**Materials provided**
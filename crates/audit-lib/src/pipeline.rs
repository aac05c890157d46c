//! End-to-end audit pipeline
//!
//! Fetches the three datasets one after another through a [`MetricsSource`],
//! then runs aggregation, error join, classification and inactivity
//! detection. Any failed fetch aborts the run before analysis starts.

use crate::aggregator::aggregate;
use crate::classifier::classify;
use crate::detector::{detect_inactive, recent_active_keys};
use crate::error::{AuditError, Result};
use crate::joiner::{join_error_rates, UsageMap};
use crate::models::{InactiveEndpoint, RawSeries};
use crate::series::QueryResponse;
use crate::window::{AuditWindows, TimeRange, DEFAULT_HISTORICAL_DAYS, DEFAULT_RECENT_DAYS};
use async_trait::async_trait;
use chrono::{DateTime, Utc};
use serde::Serialize;
use std::fmt;
use tracing::{info, warn};

/// Provider API credentials
#[derive(Clone)]
pub struct Credentials {
    pub api_key: String,
    pub app_key: String,
}

impl Credentials {
    /// Both keys must be present and non-blank
    pub fn new(api_key: Option<String>, app_key: Option<String>) -> Result<Self> {
        let api_key = non_blank(api_key).ok_or(AuditError::MissingCredentials("DD_API_KEY"))?;
        let app_key = non_blank(app_key).ok_or(AuditError::MissingCredentials("DD_APP_KEY"))?;
        Ok(Self { api_key, app_key })
    }
}

impl fmt::Debug for Credentials {
    fn fmt(&self, f: &mut fmt::Formatter<'_>) -> fmt::Result {
        f.debug_struct("Credentials")
            .field("api_key", &"<redacted>")
            .field("app_key", &"<redacted>")
            .finish()
    }
}

fn non_blank(value: Option<String>) -> Option<String> {
    value.filter(|v| !v.trim().is_empty())
}

/// Metric names and grouping used to build provider queries
#[derive(Debug, Clone, Serialize)]
pub struct QuerySpec {
    pub hits_metric: String,
    pub errors_metric: String,
    /// Tag filter inside the braces, `*` for everything
    pub filter: String,
    /// Tag the series are grouped by; also the scope prefix to strip
    pub group_by: String,
}

impl Default for QuerySpec {
    fn default() -> Self {
        Self {
            hits_metric: "trace.rack.request.hits".to_string(),
            errors_metric: "trace.rack.request.errors".to_string(),
            filter: "*".to_string(),
            group_by: "resource_name".to_string(),
        }
    }
}

impl QuerySpec {
    pub fn hits_query(&self) -> String {
        self.build(&self.hits_metric)
    }

    pub fn errors_query(&self) -> String {
        self.build(&self.errors_metric)
    }

    fn build(&self, metric: &str) -> String {
        format!(
            "sum:{}{{{}}} by {{{}}}.as_count()",
            metric, self.filter, self.group_by
        )
    }
}

/// Everything a run needs, passed in explicitly
#[derive(Debug, Clone)]
pub struct AuditConfig {
    pub query: QuerySpec,
    pub now: DateTime<Utc>,
    pub historical_days: u32,
    pub recent_days: u32,
}

impl AuditConfig {
    pub fn new(now: DateTime<Utc>) -> Self {
        Self {
            query: QuerySpec::default(),
            now,
            historical_days: DEFAULT_HISTORICAL_DAYS,
            recent_days: DEFAULT_RECENT_DAYS,
        }
    }

    pub fn windows(&self) -> Result<AuditWindows> {
        AuditWindows::ending_at(self.now, self.historical_days, self.recent_days)
    }
}

/// The three datasets a run fetches, in fetch order
#[derive(Debug, Clone, Copy, PartialEq, Eq)]
pub enum Dataset {
    HistoricalHits,
    RecentHits,
    HistoricalErrors,
}

impl Dataset {
    pub fn as_str(&self) -> &'static str {
        match self {
            Dataset::HistoricalHits => "historical hits",
            Dataset::RecentHits => "recent hits",
            Dataset::HistoricalErrors => "historical errors",
        }
    }
}

/// Source of metric time series
#[async_trait]
pub trait MetricsSource: Send + Sync {
    /// Run one query over `range`; any failure aborts the pipeline
    async fn query(&self, query: &str, range: TimeRange) -> Result<QueryResponse>;
}

/// Result of a run
#[derive(Debug, Clone, Serialize)]
pub struct AuditReport {
    pub windows: AuditWindows,
    pub historical_count: usize,
    pub recent_active_count: usize,
    pub inactive: Vec<InactiveEndpoint>,
}

/// Fetch all datasets and analyze them
pub async fn run_audit<S: MetricsSource + ?Sized>(
    source: &S,
    config: &AuditConfig,
) -> Result<AuditReport> {
    let windows = config.windows()?;
    let tag = config.query.group_by.as_str();
    let hits_query = config.query.hits_query();
    let errors_query = config.query.errors_query();

    info!(
        from = %windows.historical.start,
        boundary = %windows.recent.start,
        to = %windows.recent.end,
        "Fetching metrics"
    );

    let historical = fetch(
        source,
        Dataset::HistoricalHits,
        &hits_query,
        windows.historical,
        tag,
    )
    .await?;
    let recent = fetch(source, Dataset::RecentHits, &hits_query, windows.recent, tag).await?;
    let errors = fetch(
        source,
        Dataset::HistoricalErrors,
        &errors_query,
        windows.historical,
        tag,
    )
    .await?;

    let historical_count = historical.len();
    let (inactive, recent_active_count) = analyze(&historical, &errors, &recent);

    info!(
        historical = historical_count,
        recent_active = recent_active_count,
        inactive = inactive.len(),
        "Audit complete"
    );

    Ok(AuditReport {
        windows,
        historical_count,
        recent_active_count,
        inactive,
    })
}

async fn fetch<S: MetricsSource + ?Sized>(
    source: &S,
    dataset: Dataset,
    query: &str,
    range: TimeRange,
    tag: &str,
) -> Result<Vec<RawSeries>> {
    let response = source.query(query, range).await.map_err(|e| match e {
        AuditError::FetchFailure { reason, .. } => AuditError::fetch(dataset.as_str(), reason),
        other => other,
    })?;

    if let Some(reason) = response.failure() {
        warn!(dataset = dataset.as_str(), %reason, "Provider reported query error");
        return Err(AuditError::fetch(dataset.as_str(), reason));
    }

    let series = response.into_series(tag);
    info!(dataset = dataset.as_str(), series = series.len(), "Fetched dataset");
    Ok(series)
}

/// Pure analysis over already-fetched series
///
/// Returns the ranked inactive endpoints and the number of recently active
/// resources. A key repeated in `historical` keeps its last series.
pub fn analyze(
    historical: &[RawSeries],
    errors: &[RawSeries],
    recent: &[RawSeries],
) -> (Vec<InactiveEndpoint>, usize) {
    let usage: UsageMap = historical
        .iter()
        .map(|series| (series.resource_key.clone(), classify(aggregate(series), series)))
        .collect();

    let usage = join_error_rates(usage, errors);
    let recent_active = recent_active_keys(recent);
    let inactive = detect_inactive(usage, &recent_active);
    (inactive, recent_active.len())
}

**Your instructions**
Anywhere the listing shows the word "DateTime", copy the full line.

**Your solution**
use chrono::{DateTime, Utc};
    pub now: DateTime<Utc>,
    pub fn new(now: DateTime<Utc>) -> Self {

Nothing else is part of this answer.